Having them all the time was an opportunity to bond properly with them, not a burden, however exhausting it is. It's more full-on but it makes it much easier to have a proper relationship with them.

Illpickthatup · 23/04/2024 11:50

NewLevelsOfTiredness · 23/04/2024 11:28

As a stepdad honestly just that you're conscious of it is great. Yeah, the dads cancel their weekend sometimes and it sucks but it is what it is and if we haven't thought of that prior to commiting then... well, we should have. You'll still get more alone time than regular parents will! Your partner sounds like he knew what the deal was - knowing that you appreciate his attitude and don't take it for granted is really the important thing, And yeah, my wife probably gets more wound up at cancelled dad-weekends than I do, but I think that comes from many years of learning to be frustrated with him while they were together!

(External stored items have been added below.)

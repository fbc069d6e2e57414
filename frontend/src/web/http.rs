//! HTTP 传输层
//!
//! 使用 `web_sys::fetch` 实现引擎的 `HttpClient`：
//! 只负责把请求发出去并取回 (状态码, body 文本)，归一化由引擎完成。

use async_trait::async_trait;
use js_sys::{Array, Uint8Array};
use talkboard::request::FormValue;
use talkboard::{ClientError, HttpClient, HttpRequest, HttpResponse, MultipartForm, RequestBody};
use wasm_bindgen::JsCast;
use wasm_bindgen::prelude::*;
use wasm_bindgen_futures::JsFuture;
use web_sys::{
    Blob, BlobPropertyBag, FormData, Headers, Request, RequestCredentials, RequestInit, Response,
};

/// 基于 fetch 的传输实现
#[derive(Debug, Clone, Copy, Default)]
pub struct FetchTransport;

impl FetchTransport {
    pub fn new() -> Self {
        Self
    }
}

#[async_trait(?Send)]
impl HttpClient for FetchTransport {
    async fn send(&self, req: HttpRequest) -> Result<HttpResponse, ClientError> {
        let headers = Headers::new()
            .map_err(|e| ClientError::Encode(format!("创建 Headers 失败: {:?}", e)))?;

        for (key, value) in &req.headers {
            headers
                .set(key, value)
                .map_err(|e| ClientError::Encode(format!("设置 Header 失败: {:?}", e)))?;
        }

        let opts = RequestInit::new();
        opts.set_method(req.method.as_str());
        opts.set_headers(&headers.into());
        if req.with_credentials {
            opts.set_credentials(RequestCredentials::Include);
        }

        match req.body {
            RequestBody::Empty => {}
            RequestBody::Json(body) => opts.set_body(&JsValue::from_str(&body)),
            RequestBody::Multipart(form) => opts.set_body(&to_form_data(form)?.into()),
        }

        let request = Request::new_with_str_and_init(&req.url, &opts)
            .map_err(|e| ClientError::Encode(format!("{:?}", e)))?;

        let window = web_sys::window()
            .ok_or_else(|| ClientError::Network("无法获取 window 对象".to_string()))?;

        let resp_value = JsFuture::from(window.fetch_with_request(&request))
            .await
            .map_err(|e| ClientError::Network(format!("{:?}", e)))?;

        let response: Response = resp_value
            .dyn_into()
            .map_err(|e| ClientError::Network(format!("Response 类型转换失败: {:?}", e)))?;

        let status = response.status();
        if status == 204 {
            return Ok(HttpResponse {
                status,
                body: String::new(),
            });
        }

        Ok(HttpResponse {
            status,
            body: read_text(&response).await,
        })
    }
}

/// 读取响应体；读取失败按空 body 处理
async fn read_text(response: &Response) -> String {
    let Ok(promise) = response.text() else {
        return String::new();
    };
    match JsFuture::from(promise).await {
        Ok(text) => text.as_string().unwrap_or_default(),
        Err(e) => {
            tracing::debug!(error = ?e, "failed to read response body");
            String::new()
        }
    }
}

fn to_form_data(form: MultipartForm) -> Result<FormData, ClientError> {
    let data =
        FormData::new().map_err(|e| ClientError::Encode(format!("创建 FormData 失败: {:?}", e)))?;

    for (name, value) in form.parts {
        let appended = match value {
            FormValue::Text(text) => data.append_with_str(&name, &text),
            FormValue::File {
                file_name,
                mime,
                bytes,
            } => {
                let parts = Array::of1(&Uint8Array::from(bytes.as_slice()));
                let options = BlobPropertyBag::new();
                options.set_type(&mime);
                let blob = Blob::new_with_u8_array_sequence_and_options(&parts, &options)
                    .map_err(|e| ClientError::Encode(format!("创建 Blob 失败: {:?}", e)))?;
                data.append_with_blob_and_filename(&name, &blob, &file_name)
            }
        };
        appended.map_err(|e| ClientError::Encode(format!("写入表单字段失败: {:?}", e)))?;
    }

    Ok(data)
}
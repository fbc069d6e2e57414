//! 启动装配
//!
//! 进程启动时只构造一次：恢复会话用户，再把同一个 `UserStore`
//! 注入访问层，由调用方继续交给路由器和页面。

use std::rc::Rc;

use crate::api::BoardApi;
use crate::client::ApiClient;
use crate::config::ClientConfig;
use crate::location::Location;
use crate::request::HttpClient;
use crate::store::{KeyValueStore, UserStore};

pub struct Services<C> {
    pub users: Rc<UserStore>,
    pub location: Rc<dyn Location>,
    pub api: BoardApi<C>,
}

impl<C> Clone for Services<C> {
    fn clone(&self) -> Self {
        Self {
            users: self.users.clone(),
            location: self.location.clone(),
            api: self.api.clone(),
        }
    }
}

impl<C: HttpClient> Services<C> {
    pub fn start(
        config: ClientConfig,
        http: C,
        storage: impl KeyValueStore + 'static,
        location: Rc<dyn Location>,
    ) -> Self {
        let users = Rc::new(UserStore::new(storage, config.user_storage_key.clone()));
        match users.restore_user() {
            Some(user) => tracing::info!(user_id = %user.user_id, "session restored"),
            None => tracing::debug!("no stored session"),
        }

        tracing::debug!(base_url = %config.base_url, page_size = config.page_size, "client configured");
        let client = ApiClient::new(config, http, users.clone(), location.clone());

        Self {
            users,
            location,
            api: BoardApi::new(client),
        }
    }
}
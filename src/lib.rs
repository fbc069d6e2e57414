//! talkboard 客户端引擎
//!
//! 与平台无关的部分：会话用户存储、HTTP 访问层、路由表与哈希路由、
//! 论坛 API、错误消息与表单校验。浏览器相关的实现都在前端 crate。

pub mod api;
pub mod app;
pub mod client;
pub mod config;
pub mod error;
pub mod location;
pub mod messages;
pub mod request;
pub mod route;
pub mod router;
pub mod store;
pub mod validation;

pub use api::{BoardApi, LikeState, PostPage};
pub use app::Services;
pub use client::{ApiClient, Envelope};
pub use config::ClientConfig;
pub use error::{ApiError, ClientError, ClientResult, ConfigError, LoadError, RenderError};
pub use location::{Location, MemoryLocation};
pub use request::{HttpClient, HttpRequest, HttpResponse, MultipartForm, RequestBody};
pub use route::{Access, Params, RouteId};
pub use router::{
    NavToken, Outcome, PageContext, PageFn, PageHandler, PageRegistry, RedirectReason, Router,
};
pub use store::{KeyValueStore, MemoryStore, UserStore};

#[cfg(test)]
mod tests;
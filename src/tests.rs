//! 端到端场景：装配好的服务 + 路由器 + 模拟后端

use super::*;
use crate::request::MockHttpClient;
use futures::FutureExt;
use futures::executor::LocalPool;
use serde_json::json;
use std::cell::RefCell;
use std::rc::Rc;
use talkboard_shared::Id;
use talkboard_shared::protocol::HttpMethod;

const BASE: &str = "http://api.test";

type Page = PageFn<String>;

fn show_route(ctx: PageContext) -> Result<String, RenderError> {
    Ok(ctx.route.to_string())
}

struct World {
    http: Rc<MockHttpClient>,
    storage: MemoryStore,
    location: MemoryLocation,
    services: Services<Rc<MockHttpClient>>,
}

fn world(initial: &str, storage: MemoryStore) -> World {
    let http = Rc::new(MockHttpClient::new());
    let location = MemoryLocation::new(initial);
    let services = Services::start(
        ClientConfig::new(BASE).unwrap(),
        http.clone(),
        storage.clone(),
        Rc::new(location.clone()),
    );
    World {
        http,
        storage,
        location,
        services,
    }
}

fn router_for(w: &World) -> Rc<Router<Page>> {
    let pages = PageRegistry::new(|_| async { Ok(show_route as Page) }.boxed_local());
    Rc::new(Router::new(
        w.services.location.clone(),
        w.services.users.clone(),
        pages,
    ))
}

#[test]
fn login_then_guest_page_redirects_to_posts() {
    let w = world("#/login", MemoryStore::new());
    w.http.mock_json(
        HttpMethod::Post,
        &format!("{}/auth/login", BASE),
        200,
        json!({"code": "LOGIN_OK", "data": {"userId": 1, "email": "a@b.com", "nickname": "n"}}),
    );

    let router = router_for(&w);
    let mounted = Rc::new(RefCell::new(Vec::new()));
    let mut pool = LocalPool::new();
    {
        let mounted = mounted.clone();
        router.init(pool.spawner(), move |outcome| {
            if let Outcome::Mounted { route, .. } = outcome {
                mounted.borrow_mut().push(route);
            }
        });
    }
    pool.run_until_stalled();
    assert_eq!(*mounted.borrow(), vec![RouteId::Login]);

    let user = pool.run_until(w.services.api.login("a@b.com", "password1")).unwrap();
    assert_eq!(user.user_id, Id::Number(1));
    assert_eq!(user.email, "a@b.com");
    assert_eq!(user.nickname, "n");
    assert_eq!(user.profile_image_url, None);
    assert!(w.services.users.is_logged_in());

    // 已登录时访问登录页
    router.navigate_to("/posts/1");
    pool.run_until_stalled();
    router.navigate_to("/login");
    pool.run_until_stalled();

    assert_eq!(w.location.fragment(), "/posts");
    assert_eq!(
        *mounted.borrow(),
        vec![RouteId::Login, RouteId::PostDetail, RouteId::PostList]
    );
}

#[test]
fn missing_post_shows_mapped_message() {
    let w = world("#/posts/999", MemoryStore::new());
    w.services
        .users
        .set_user(serde_json::from_value(json!({"userId": 1, "email": "a@b.com", "nickname": "n"})).unwrap());
    w.http.mock_json(
        HttpMethod::Get,
        &format!("{}/posts/999", BASE),
        404,
        json!({"code": "POST_NOT_FOUND", "data": null}),
    );

    let mut pool = LocalPool::new();
    let err = pool.run_until(w.services.api.get_post("999")).unwrap_err();

    let fallback = "帖子加载失败";
    let shown = messages::describe(&err, fallback);
    assert_eq!(shown, "帖子不存在或已被删除");
    assert_ne!(shown, fallback);
    // 404 不影响会话
    assert!(w.services.users.is_logged_in());
}

#[test]
fn session_survives_restart() {
    let storage = MemoryStore::new();
    {
        let w = world("#/login", storage.clone());
        w.http.mock_json(
            HttpMethod::Post,
            &format!("{}/auth/login", BASE),
            200,
            json!({"code": "LOGIN_OK", "data": {"userId": "u-1", "email": "a@b.com", "nickname": "n"}}),
        );
        LocalPool::new()
            .run_until(w.services.api.login("a@b.com", "password1"))
            .unwrap();
        assert!(w.storage.contains("user"));
    }

    let restarted = world("#/posts", storage);
    assert!(restarted.services.users.is_logged_in());
    assert_eq!(
        restarted.services.users.get_user().unwrap().user_id,
        Id::Text("u-1".to_string())
    );
}

#[test]
fn expired_session_sends_user_back_to_login() {
    let w = world("#/posts", MemoryStore::new());
    w.services
        .users
        .set_user(serde_json::from_value(json!({"userId": 1, "email": "a@b.com", "nickname": "n"})).unwrap());
    w.http.mock_json(
        HttpMethod::Get,
        &format!("{}/posts?page=1&size=10", BASE),
        401,
        json!({"detail": "Not authenticated"}),
    );

    let router = router_for(&w);
    let mounted = Rc::new(RefCell::new(Vec::new()));
    let mut pool = LocalPool::new();
    {
        let mounted = mounted.clone();
        router.init(pool.spawner(), move |outcome| {
            if let Outcome::Mounted { route, .. } = outcome {
                mounted.borrow_mut().push(route);
            }
        });
    }
    pool.run_until_stalled();

    let err = pool.run_until(w.services.api.list_posts(1)).unwrap_err();
    assert_eq!(err.status(), Some(401));
    pool.run_until_stalled();

    assert!(!w.services.users.is_logged_in());
    assert!(!w.storage.contains("user"));
    assert_eq!(*mounted.borrow(), vec![RouteId::PostList, RouteId::Login]);
}
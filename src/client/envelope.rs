//! 响应归一化
//!
//! 任何 HTTP 响应都被整理为 `{code, data}` 信封（成功）或 `ApiError`（失败），
//! 调用方永远看不到原始响应或 JSON 解析异常。

use serde::de::DeserializeOwned;
use serde::{Deserialize, Serialize};
use serde_json::Value;
use talkboard_shared::{CODE_OK, CODE_UNKNOWN};

use crate::error::{ApiError, ClientError, ClientResult};

/// 统一响应信封
#[derive(Debug, Clone, PartialEq, Serialize, Deserialize)]
pub struct Envelope {
    pub code: String,
    #[serde(default)]
    pub data: Value,
}

impl Envelope {
    /// 合成的空成功信封 `{code: "OK", data: null}`
    pub fn ok() -> Self {
        Self {
            code: CODE_OK.to_string(),
            data: Value::Null,
        }
    }

    /// 按期望类型解码 data
    pub fn into_data<T: DeserializeOwned>(self) -> ClientResult<T> {
        serde_json::from_value(self.data).map_err(|e| ClientError::Decode(e.to_string()))
    }

    /// 解码 data，`null` 视为 `None`
    pub fn into_optional_data<T: DeserializeOwned>(self) -> ClientResult<Option<T>> {
        if self.data.is_null() {
            Ok(None)
        } else {
            self.into_data().map(Some)
        }
    }
}

/// 把 (状态码, body 文本) 归一化为信封或错误
///
/// - 204: 不读取 body，直接返回 `{OK, null}`
/// - 其他状态: 尝试解析 JSON；空 body 或解析失败时，2xx 合成 `{OK, null}`，
///   非 2xx 合成 `{UNKNOWN, null}`
pub fn normalize(status: u16, body: &str) -> Result<Envelope, ApiError> {
    if status == 204 {
        return Ok(Envelope::ok());
    }

    let parsed = if body.trim().is_empty() {
        None
    } else {
        serde_json::from_str::<Value>(body).ok()
    };

    if (200..300).contains(&status) {
        return Ok(parsed.map(success_envelope).unwrap_or_else(Envelope::ok));
    }

    let parsed = parsed.unwrap_or_else(|| {
        serde_json::json!({
            "code": CODE_UNKNOWN,
            "data": null,
        })
    });
    Err(failure(status, &parsed))
}

fn success_envelope(body: Value) -> Envelope {
    match body {
        Value::Object(mut map) if map.contains_key("code") || map.contains_key("data") => {
            let code = map
                .get("code")
                .and_then(non_empty_str)
                .unwrap_or(CODE_OK)
                .to_string();
            let data = map.remove("data").unwrap_or(Value::Null);
            Envelope { code, data }
        }
        // 不符合信封形态的 JSON 整体视为 data
        other => Envelope {
            code: CODE_OK.to_string(),
            data: other,
        },
    }
}

/// 从失败响应体解析错误
///
/// message 优先级: code → detail(字符串) → detail.code → `HTTP <status>`
fn failure(status: u16, body: &Value) -> ApiError {
    let code = body.get("code").and_then(non_empty_str);
    let detail = body.get("detail");
    let detail_text = detail.and_then(non_empty_str);
    let detail_code = detail
        .and_then(|d| d.get("code"))
        .and_then(non_empty_str);

    let message = code
        .or(detail_text)
        .or(detail_code)
        .map(str::to_string)
        .unwrap_or_else(|| format!("HTTP {}", status));

    ApiError {
        message,
        code: code.or(detail_code).map(str::to_string),
        status,
    }
}

fn non_empty_str(value: &Value) -> Option<&str> {
    value.as_str().filter(|s| !s.is_empty())
}
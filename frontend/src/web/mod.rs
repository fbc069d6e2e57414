//! 原生 Web API 封装模块
//!
//! 此模块提供对浏览器原生 API 的轻量级封装，实现引擎定义的各项能力
//! （传输、存储、位置、任务调度），以及日志输出和定时器。

mod console;
mod file;
mod http;
mod location;
pub mod router;
mod spawn;
mod storage;
mod timer;

pub use console::init_logging;
pub use file::{read_file, selected_file};
pub use http::FetchTransport;
pub use location::HashLocation;
pub use spawn::BrowserSpawner;
pub use storage::BrowserStorage;
pub use timer::Timeout;

/// 当前时间（毫秒）
pub fn now_millis() -> i64 {
    js_sys::Date::now() as i64
}

/// 浏览器本地时区相对 UTC 的偏移（秒，东为正）
pub fn local_offset_seconds() -> i32 {
    // getTimezoneOffset 以分钟为单位，西为正
    -(js_sys::Date::new_0().get_timezone_offset() as i32) * 60
}
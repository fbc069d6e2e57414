//! 定时器封装模块
//!
//! 使用 `web_sys` 的原生 `setTimeout`。

use wasm_bindgen::prelude::*;

/// 一次性定时器
///
/// 封装 `setTimeout` API。`Timeout` 被 drop 时若尚未触发则自动取消。
pub struct Timeout {
    handle: i32,
    #[allow(dead_code)]
    closure: Closure<dyn FnMut()>,
}

impl Timeout {
    /// 创建定时器；拿不到 window 或注册失败时返回 `None`
    pub fn new<F>(millis: u32, callback: F) -> Option<Self>
    where
        F: FnOnce() + 'static,
    {
        let mut callback = Some(callback);
        let closure = Closure::<dyn FnMut()>::new(move || {
            if let Some(callback) = callback.take() {
                callback();
            }
        });

        let handle = web_sys::window()?
            .set_timeout_with_callback_and_timeout_and_arguments_0(
                closure.as_ref().unchecked_ref(),
                millis as i32,
            )
            .ok()?;

        Some(Self { handle, closure })
    }

    pub fn cancel(&self) {
        if let Some(window) = web_sys::window() {
            window.clear_timeout_with_handle(self.handle);
        }
    }
}

impl Drop for Timeout {
    fn drop(&mut self) {
        self.cancel();
    }
}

Oh, and not to let that debate explode on this thread but.. I moved in when the kids were 2 & 6, they're now 9 & 13. The eldest has fairly severe diagnosed ADHD and the second is on her way to diagnosis when she starts the new school year. It's been a huge challenge. Their dad was flakey as hell for the first couple of years (absolutely solid now though.) We might have our own challenges but I still think I have it so, so much easier than most step-mums. Every thing I do simply because I should be doing it is seen as super-man level stuff. Step-mums are often only noticed when they get it wrong.

Having them all the time was an opportunity to bond properly with them, not a burden, however exhausting it is. It's more full-on but it makes it much easier to have a proper relationship with them.

You've made some really great points here.

I think those who think stepdads who live with the kids the majority of the time have it harder than EOWE stepmums are being quite naive. Many EOWE SMs would prefer to have the kids more as one of the things they struggle with is the lack of routine and boundaries which is hard to implement when you only have the kids 4 days a month. In this situation there is usually also a lot of dad guilt which leads to Disney dadding and the kids are basically allowed to run riot and are never pulled up for bad behaviour because guilty dad doesn't want to be the bad guy. He'll also cancel plans with SM of the ex asks for extra nights because he feels guilty that he doesn't see them much so is grateful for any scraps the ex throws at him.

A lot of dad's have their kids 50:50 so I think it's unfair to assume that SMs are only living with stepkids a few days a month. And from reading the posts on here, a lot of the time when it's 50:50 or more the childcare and chores fall to the SM. More seems to be expected from SMs than stepdads. God, there was a post on here a few weeks ago where the stepdad wanted to be more involved and people were saying that was a red flag and questioning his motives.

NewNameNigel · 23/04/2024 14:51

Desperatelyneedabreak · 23/04/2024 11:26

Oh right so it took you almost 10 mins to write that... 😂

Yes, I was thinking about to write.

It's taking you much longer to get come up with anything useful but I look forward to reading it.